## Try it:
Using the data below, copy out all lines with the word "enumerate".

(Records from a collection)
------------------------------------

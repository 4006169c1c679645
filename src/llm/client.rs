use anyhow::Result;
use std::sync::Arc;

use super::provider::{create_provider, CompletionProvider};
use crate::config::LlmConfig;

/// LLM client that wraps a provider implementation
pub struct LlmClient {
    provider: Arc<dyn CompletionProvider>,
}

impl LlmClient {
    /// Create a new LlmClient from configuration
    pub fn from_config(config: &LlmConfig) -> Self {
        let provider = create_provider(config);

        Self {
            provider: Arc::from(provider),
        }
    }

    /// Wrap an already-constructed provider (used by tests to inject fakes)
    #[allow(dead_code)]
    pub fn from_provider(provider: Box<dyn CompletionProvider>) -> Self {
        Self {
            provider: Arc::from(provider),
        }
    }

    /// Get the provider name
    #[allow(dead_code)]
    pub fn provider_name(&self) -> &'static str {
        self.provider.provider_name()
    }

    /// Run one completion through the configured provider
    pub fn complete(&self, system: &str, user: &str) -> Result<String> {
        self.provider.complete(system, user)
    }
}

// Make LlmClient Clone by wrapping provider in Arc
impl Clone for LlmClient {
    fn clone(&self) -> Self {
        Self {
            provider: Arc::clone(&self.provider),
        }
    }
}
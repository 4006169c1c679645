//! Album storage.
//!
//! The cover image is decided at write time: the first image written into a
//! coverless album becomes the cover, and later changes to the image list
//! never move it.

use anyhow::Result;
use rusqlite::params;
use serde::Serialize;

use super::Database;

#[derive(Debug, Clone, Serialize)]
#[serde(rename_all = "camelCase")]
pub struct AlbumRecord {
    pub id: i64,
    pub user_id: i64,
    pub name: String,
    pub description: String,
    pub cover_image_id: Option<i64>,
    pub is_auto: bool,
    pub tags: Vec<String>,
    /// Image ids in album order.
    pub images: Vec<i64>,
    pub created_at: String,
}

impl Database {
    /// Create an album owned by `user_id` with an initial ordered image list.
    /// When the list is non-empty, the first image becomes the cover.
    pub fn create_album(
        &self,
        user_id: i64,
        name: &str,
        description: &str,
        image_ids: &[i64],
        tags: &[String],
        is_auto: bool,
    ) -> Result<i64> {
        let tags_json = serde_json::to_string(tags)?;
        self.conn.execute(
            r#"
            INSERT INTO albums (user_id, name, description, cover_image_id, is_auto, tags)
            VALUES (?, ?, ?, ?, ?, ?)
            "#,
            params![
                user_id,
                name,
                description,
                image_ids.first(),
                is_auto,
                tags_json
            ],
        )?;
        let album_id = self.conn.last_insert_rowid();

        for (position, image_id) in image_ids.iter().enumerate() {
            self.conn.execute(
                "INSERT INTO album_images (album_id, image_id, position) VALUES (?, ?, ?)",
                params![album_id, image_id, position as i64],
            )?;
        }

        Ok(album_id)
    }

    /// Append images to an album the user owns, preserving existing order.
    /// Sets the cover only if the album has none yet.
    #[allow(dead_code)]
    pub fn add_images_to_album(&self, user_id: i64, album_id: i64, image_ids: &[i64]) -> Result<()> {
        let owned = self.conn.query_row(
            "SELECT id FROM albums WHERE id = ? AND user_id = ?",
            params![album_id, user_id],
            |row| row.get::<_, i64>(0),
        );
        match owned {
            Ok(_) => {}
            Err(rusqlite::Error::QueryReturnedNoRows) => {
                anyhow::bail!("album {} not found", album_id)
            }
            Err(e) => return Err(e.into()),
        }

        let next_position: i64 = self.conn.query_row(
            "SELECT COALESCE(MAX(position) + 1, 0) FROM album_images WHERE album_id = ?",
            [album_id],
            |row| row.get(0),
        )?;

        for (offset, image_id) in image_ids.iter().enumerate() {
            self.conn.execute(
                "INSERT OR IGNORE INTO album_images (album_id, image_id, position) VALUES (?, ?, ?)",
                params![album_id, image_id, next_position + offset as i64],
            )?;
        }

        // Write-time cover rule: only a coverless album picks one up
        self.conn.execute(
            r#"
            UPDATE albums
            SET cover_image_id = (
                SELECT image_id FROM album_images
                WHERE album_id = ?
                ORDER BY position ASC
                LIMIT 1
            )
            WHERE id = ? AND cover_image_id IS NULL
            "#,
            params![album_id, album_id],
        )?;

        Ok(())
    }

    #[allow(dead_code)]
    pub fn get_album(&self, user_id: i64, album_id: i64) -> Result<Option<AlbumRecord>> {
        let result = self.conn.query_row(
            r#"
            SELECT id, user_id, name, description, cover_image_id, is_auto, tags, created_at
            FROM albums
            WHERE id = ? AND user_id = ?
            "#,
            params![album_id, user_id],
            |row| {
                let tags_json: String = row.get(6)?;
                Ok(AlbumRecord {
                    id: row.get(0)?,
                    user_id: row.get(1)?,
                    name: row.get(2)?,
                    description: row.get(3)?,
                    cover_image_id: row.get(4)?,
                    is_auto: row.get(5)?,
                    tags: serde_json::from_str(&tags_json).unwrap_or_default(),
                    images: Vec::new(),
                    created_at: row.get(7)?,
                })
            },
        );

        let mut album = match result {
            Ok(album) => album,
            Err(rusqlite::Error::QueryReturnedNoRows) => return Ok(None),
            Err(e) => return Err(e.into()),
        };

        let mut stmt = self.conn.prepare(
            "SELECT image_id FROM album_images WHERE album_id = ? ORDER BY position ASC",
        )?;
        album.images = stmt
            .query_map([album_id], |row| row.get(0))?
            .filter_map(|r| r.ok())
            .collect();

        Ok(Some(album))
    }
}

------------------------------------

## Expected answer:
        for (position, image_id) in image_ids.iter().enumerate() {
        for (offset, image_id) in image_ids.iter().enumerate() {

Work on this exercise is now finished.